I searched my brains for things I did and did not do through the 40 weeks that I carried him, and tried to find a reason. Why? Because I felt it would give me some control. If it is because I ate shrimps, then, the next time I shall not touch a shrimp and all shall be fine.

Except I know that is wishful thinking. If only it could be that easy, to have that reassurance. Something else could of course happen.

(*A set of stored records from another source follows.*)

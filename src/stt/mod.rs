//! Recognition-engine seam and wire-format helpers.

pub mod engine;
pub mod json;

pub use engine::{EngineOutput, MockRecognitionEngine, RecognitionEngine};
pub use json::parse_transcript;
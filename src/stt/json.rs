//! Parsing of Kaldi/Vosk-style recognizer result payloads.
//!
//! Streaming recognizers in that family report results as small JSON
//! objects: `{"partial": "..."}` while an utterance is in flight and
//! `{"text": "..."}` once it is finalized. Engine implementations that
//! speak this wire format can delegate payload decoding here.

use crate::error::{Result, VoicegateError};
use crate::stt::engine::EngineOutput;
use serde::Deserialize;

/// Wire shape of a recognizer result payload.
#[derive(Debug, Deserialize)]
struct TranscriptPayload {
    /// Finalized utterance text. Present on utterance boundaries.
    text: Option<String>,
    /// In-flight partial hypothesis.
    partial: Option<String>,
}

/// Parses a recognizer result payload into an [`EngineOutput`].
///
/// A `text` field means the utterance is finalized (even when empty, which
/// callers drop later); a `partial` field or an empty object is pending.
/// Malformed JSON is a decode error.
pub fn parse_transcript(raw: &str) -> Result<EngineOutput> {
    let payload: TranscriptPayload =
        serde_json::from_str(raw).map_err(|e| VoicegateError::Decode {
            message: format!("invalid recognizer payload: {}", e),
        })?;

    match payload.text {
        Some(text) => Ok(EngineOutput::Finalized(text)),
        None => {
            let _ = payload.partial;
            Ok(EngineOutput::Pending)
        }
    }
}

A reason was so important, so I could hold someone (that is, me) or something, accountable. So I can be on the other side, in control and be all-knowing.

Slowly, gradually, I know that an answer, or a reason, may well just serve as a blind. Just something to give me a false sense of control. Just something to give me the illusion that I know the answer to questions that never shall have answers.

So, sometimes, I feel, there is no need for an answer. Because then there is no false perception of being in control. Then there is no illusion that I hold the key to a door that I can open for others. Sometimes, when immersed in the quiet prowess of nature, I feel that no reason is necessary, only love.

But, only sometimes.

Do you seek a reason? How? Why? If you found a reason, did it help?


insanity, perhaps

Then, Kathy, a scientist, told me a ghost story. Her bravery in sharing this story touched me. Five years after Meaghan's death, shortly after settling into a new home, Kathy awoke in the middle of the night. In the darkness she saw the apparition of a curly haired girl who looked under the bed, into the closet, and then vanished. The girl was about the age her daughter would have been.

"One thought ran through my mind," Kathy said, "I though, My God, Maeghan's with us all along. We had moved and she was checking out the new digs."

Did Kathy really see the ghost? I think she did, yet I don't know. But I will tell you this: In the middle of the night, I watch.